CTRP9 Ameliorates Atrial Inflammation, Fibrosis, and Vulnerability to Atrial Fibrillation in Post‐Myocardial Infarction Rats

Abstract

Background Inflammation and fibrosis play an important role in the pathogenesis of atrial fibrillation ( AF ) after myocardial infarction ( MI ). CTRP9 (C1q/tumor necrosis factor‐related protein‐9) as a secreted glycoprotein can reverse left ventricle remodeling post‐ MI , but its effects on MI ‐induced atrial inflammation, fibrosis, and associated AF are unknown.

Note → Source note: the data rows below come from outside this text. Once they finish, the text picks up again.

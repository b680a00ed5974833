use thiserror::Error;

/// Failures that abort a whole deck analysis.
#[derive(Debug, Error)]
pub enum AnalyzeError {
    #[error("No cards found in decklist")]
    EmptyInput,

    #[error("No valid cards found in decklist")]
    NoCardsResolved,

    #[error("Error analyzing deck: {0:#}")]
    Unexpected(#[from] anyhow::Error),
}

impl AnalyzeError {
    /// Bad input as opposed to a fault on our side.
    pub fn is_client_error(&self) -> bool {
        matches!(self, Self::EmptyInput | Self::NoCardsResolved)
    }

    pub fn outcome(&self) -> &'static str {
        match self {
            Self::EmptyInput => "empty_input",
            Self::NoCardsResolved => "no_cards_resolved",
            Self::Unexpected(_) => "unexpected",
        }
    }
}

/// A single card lookup that did not produce attributes. Never fatal to the batch.
#[derive(Debug, Error)]
pub enum UnresolvedCard {
    #[error("card '{name}' not found: {details}")]
    NotFound { name: String, details: String },

    #[error("lookup for '{name}' returned HTTP {status}")]
    Status { name: String, status: u16 },

    #[error("lookup for '{name}' timed out")]
    Timeout { name: String },

    #[error("lookup for '{name}' failed: {source}")]
    Transport {
        name: String,
        #[source]
        source: reqwest::Error,
    },

    #[error("lookup for '{name}' returned an unreadable body: {reason}")]
    Malformed { name: String, reason: String },
}

impl UnresolvedCard {
    pub fn from_reqwest(name: &str, err: reqwest::Error) -> Self {
        if err.is_timeout() {
            Self::Timeout {
                name: name.to_string(),
            }
        } else if err.is_decode() {
            Self::Malformed {
                name: name.to_string(),
                reason: err.to_string(),
            }
        } else {
            Self::Transport {
                name: name.to_string(),
                source: err,
            }
        }
    }

    pub fn outcome(&self) -> &'static str {
        match self {
            Self::NotFound { .. } => "not_found",
            Self::Status { .. } => "status",
            Self::Timeout { .. } => "timeout",
            Self::Transport { .. } => "transport",
            Self::Malformed { .. } => "malformed",
        }
    }
}

#[derive(Debug, Error)]
pub enum RenderError {
    /// Nothing to draw; callers substitute an empty image.
    #[error("no data to render the {0} chart")]
    Unavailable(&'static str),

    #[error("rendering the {chart} chart failed")]
    Failed {
        chart: &'static str,
        #[source]
        source: std::fmt::Error,
    },

    #[error("rasterizing the {chart} chart failed: {reason}")]
    Raster { chart: &'static str, reason: String },
}
pub mod aggregator;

Methods and Results MI model rats received adenoviral supplementation of CTRP 9 (Ad‐ CTRP 9) by jugular‐vein injection. Cardiac function, inflammatory, and fibrotic indexes and related signaling pathways, electrophysiological properties, and AF inducibility of atria in vivo and ex vivo were detected in 3 or 7 days after MI . shCTRP9 (short hairpin CTRP9) and sh RNA were injected into rat and performed similar detection at day 5 or 10. Adverse atrial inflammation and fibrosis, cardiac dysfunction were induced in both MI and Ad‐GFP (adenovirus‐encoding green fluorescent protein)+ MI rats. Systemic CTRP 9 treatment improved cardiac dysfunction post‐ MI . CTRP 9 markedly ameliorated macrophage infiltration and attenuated the inflammatory responses by downregulating interleukin‐1β and interleukin‐6, and upregulating interleukin‐10, in 3 days post‐ MI ; depressed left atrial fibrosis by decreasing the expressions of collagen types I and III , α‐ SMA , and transforming growth factor β1 in 7 days post‐ MI possibly through depressing the Toll‐like receptor 4/nuclear factor‐κB and Smad2/3 signaling pathways. Electrophysiologic recordings showed that increased AF inducibility and duration, and prolongation of interatrial conduction time induced by MI were attenuated by CTRP 9; moreover, CTRP 9 was negatively correlated with interleukin‐1β and AF duration. Downregulation of CTRP 9 aggravated atrial inflammation, fibrosis, susceptibility of AF and prolonged interatrial conduction time, without affecting cardiac function. Conclusions CTRP 9 is effective at attenuating atrial inflammation and fibrosis, possibly via its inhibitory effects on the Toll‐like receptor 4/nuclear factor‐κB and Smad2/3 signaling pathways, and may be an original upstream therapy for AF in early phase of MI .